WHAT IS NEEDED |
Tally the lines of the data below that contain the string "TracingActuator". Give the tally and nothing else.

INFORMATION GIVEN |
--*--

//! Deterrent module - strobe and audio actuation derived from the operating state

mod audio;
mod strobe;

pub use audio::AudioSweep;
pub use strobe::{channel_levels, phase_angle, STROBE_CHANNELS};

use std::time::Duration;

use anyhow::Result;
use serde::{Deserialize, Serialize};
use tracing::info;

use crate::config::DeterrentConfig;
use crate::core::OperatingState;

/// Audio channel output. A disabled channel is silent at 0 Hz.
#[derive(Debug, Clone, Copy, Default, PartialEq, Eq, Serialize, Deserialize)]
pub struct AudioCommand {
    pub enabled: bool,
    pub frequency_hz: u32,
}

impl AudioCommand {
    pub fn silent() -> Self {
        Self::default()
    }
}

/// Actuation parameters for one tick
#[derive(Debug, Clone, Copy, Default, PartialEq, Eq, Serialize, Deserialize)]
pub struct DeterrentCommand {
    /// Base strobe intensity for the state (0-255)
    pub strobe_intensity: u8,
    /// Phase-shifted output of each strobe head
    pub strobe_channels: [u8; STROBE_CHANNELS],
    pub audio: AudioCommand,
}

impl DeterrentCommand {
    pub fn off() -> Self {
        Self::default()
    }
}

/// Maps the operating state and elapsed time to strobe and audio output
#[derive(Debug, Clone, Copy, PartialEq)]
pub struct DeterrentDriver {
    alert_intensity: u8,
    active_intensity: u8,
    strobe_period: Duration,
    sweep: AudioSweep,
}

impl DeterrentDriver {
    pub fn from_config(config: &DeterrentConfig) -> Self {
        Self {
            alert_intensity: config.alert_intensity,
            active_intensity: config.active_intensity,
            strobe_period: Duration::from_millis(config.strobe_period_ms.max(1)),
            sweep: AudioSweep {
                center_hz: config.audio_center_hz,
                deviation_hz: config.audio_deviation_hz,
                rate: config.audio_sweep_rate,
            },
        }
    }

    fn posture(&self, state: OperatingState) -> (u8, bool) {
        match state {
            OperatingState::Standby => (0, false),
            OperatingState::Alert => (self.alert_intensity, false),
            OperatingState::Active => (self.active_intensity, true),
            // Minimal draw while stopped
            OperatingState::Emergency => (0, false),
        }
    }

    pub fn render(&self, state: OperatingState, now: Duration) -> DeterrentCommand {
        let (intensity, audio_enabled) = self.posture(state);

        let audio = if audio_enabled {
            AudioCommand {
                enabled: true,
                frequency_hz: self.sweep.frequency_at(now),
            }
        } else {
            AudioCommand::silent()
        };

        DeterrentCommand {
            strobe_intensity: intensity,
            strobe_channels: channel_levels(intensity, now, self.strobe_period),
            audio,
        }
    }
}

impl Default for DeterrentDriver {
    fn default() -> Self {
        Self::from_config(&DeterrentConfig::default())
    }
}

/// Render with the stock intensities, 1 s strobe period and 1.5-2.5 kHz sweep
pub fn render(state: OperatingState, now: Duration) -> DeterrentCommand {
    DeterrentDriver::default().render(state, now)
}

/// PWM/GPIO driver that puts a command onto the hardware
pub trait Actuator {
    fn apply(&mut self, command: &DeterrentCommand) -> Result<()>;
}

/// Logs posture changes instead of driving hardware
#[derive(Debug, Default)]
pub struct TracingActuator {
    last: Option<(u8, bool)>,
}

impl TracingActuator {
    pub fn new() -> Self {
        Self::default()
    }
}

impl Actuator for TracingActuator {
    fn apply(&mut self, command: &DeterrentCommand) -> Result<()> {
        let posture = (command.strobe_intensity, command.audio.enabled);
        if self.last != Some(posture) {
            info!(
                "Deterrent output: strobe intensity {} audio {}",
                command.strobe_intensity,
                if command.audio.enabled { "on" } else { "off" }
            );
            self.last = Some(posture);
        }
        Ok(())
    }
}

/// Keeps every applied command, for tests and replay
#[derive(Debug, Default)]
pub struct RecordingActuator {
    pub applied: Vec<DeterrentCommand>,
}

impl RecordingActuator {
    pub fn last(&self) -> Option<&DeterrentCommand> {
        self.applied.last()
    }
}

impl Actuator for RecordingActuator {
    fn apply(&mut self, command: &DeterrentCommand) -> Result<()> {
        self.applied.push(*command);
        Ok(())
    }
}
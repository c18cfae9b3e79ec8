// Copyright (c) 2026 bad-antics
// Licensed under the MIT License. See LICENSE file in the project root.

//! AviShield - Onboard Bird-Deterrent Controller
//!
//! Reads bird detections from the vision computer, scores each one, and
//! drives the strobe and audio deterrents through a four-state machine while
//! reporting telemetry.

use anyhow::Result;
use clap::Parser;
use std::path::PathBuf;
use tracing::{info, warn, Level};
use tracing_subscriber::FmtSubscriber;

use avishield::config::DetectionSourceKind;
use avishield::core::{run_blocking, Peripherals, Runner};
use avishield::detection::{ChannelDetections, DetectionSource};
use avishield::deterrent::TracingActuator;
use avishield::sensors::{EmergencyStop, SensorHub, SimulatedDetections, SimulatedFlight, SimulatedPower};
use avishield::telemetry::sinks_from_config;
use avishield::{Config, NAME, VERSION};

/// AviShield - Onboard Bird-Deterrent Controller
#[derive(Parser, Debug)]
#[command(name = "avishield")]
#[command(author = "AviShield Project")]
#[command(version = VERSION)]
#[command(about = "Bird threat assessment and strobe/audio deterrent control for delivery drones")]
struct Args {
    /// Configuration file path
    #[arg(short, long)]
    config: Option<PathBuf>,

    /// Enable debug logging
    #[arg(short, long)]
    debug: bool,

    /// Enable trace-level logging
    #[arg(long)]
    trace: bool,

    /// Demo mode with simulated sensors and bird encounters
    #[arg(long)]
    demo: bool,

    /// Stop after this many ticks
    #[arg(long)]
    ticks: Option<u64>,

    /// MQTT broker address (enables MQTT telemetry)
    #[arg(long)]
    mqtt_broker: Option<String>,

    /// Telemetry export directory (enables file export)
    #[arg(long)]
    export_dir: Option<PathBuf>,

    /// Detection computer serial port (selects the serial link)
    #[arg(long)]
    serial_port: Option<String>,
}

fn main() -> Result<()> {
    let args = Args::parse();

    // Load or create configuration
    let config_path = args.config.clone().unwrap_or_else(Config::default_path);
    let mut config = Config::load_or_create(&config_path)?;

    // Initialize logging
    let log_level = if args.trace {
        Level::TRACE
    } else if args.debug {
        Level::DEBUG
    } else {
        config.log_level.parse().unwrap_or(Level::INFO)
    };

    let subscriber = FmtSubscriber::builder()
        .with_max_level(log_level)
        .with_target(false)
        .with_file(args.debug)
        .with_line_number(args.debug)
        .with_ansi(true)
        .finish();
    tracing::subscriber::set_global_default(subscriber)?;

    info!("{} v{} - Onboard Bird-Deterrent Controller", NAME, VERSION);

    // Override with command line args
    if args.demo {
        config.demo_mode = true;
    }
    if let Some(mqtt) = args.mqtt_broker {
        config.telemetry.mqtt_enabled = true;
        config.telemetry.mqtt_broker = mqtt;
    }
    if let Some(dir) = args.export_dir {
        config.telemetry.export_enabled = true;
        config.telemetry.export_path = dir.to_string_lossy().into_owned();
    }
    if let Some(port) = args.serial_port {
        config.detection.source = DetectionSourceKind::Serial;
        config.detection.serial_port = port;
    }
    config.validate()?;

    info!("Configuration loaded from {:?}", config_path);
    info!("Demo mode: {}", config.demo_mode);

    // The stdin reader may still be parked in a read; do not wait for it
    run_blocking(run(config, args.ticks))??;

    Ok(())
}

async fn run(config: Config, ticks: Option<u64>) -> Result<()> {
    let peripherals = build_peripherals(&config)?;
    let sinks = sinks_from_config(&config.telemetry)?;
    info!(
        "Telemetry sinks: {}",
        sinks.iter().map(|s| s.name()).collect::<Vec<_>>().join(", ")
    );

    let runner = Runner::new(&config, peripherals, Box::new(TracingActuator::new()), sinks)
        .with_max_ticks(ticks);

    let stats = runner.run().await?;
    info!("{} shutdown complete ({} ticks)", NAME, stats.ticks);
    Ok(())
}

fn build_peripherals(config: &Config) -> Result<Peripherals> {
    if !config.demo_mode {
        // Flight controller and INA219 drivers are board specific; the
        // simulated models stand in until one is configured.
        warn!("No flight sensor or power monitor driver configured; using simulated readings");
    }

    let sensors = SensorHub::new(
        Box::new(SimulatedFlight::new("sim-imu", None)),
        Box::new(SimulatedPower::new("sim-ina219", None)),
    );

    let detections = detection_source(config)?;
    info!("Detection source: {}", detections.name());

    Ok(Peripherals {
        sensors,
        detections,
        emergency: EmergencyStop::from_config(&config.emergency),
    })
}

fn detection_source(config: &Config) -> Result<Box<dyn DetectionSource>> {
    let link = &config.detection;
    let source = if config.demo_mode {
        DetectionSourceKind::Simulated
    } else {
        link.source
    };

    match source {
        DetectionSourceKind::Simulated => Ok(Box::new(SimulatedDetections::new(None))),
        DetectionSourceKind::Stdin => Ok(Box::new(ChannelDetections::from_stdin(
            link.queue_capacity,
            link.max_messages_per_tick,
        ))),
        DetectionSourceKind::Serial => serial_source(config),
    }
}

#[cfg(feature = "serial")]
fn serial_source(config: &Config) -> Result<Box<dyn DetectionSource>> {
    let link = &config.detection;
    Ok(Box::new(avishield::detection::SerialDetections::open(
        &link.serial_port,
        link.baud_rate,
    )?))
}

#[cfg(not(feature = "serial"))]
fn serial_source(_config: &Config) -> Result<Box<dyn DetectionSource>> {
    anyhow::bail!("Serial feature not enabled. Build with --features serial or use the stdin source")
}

--*--

TASK ANSWER |
5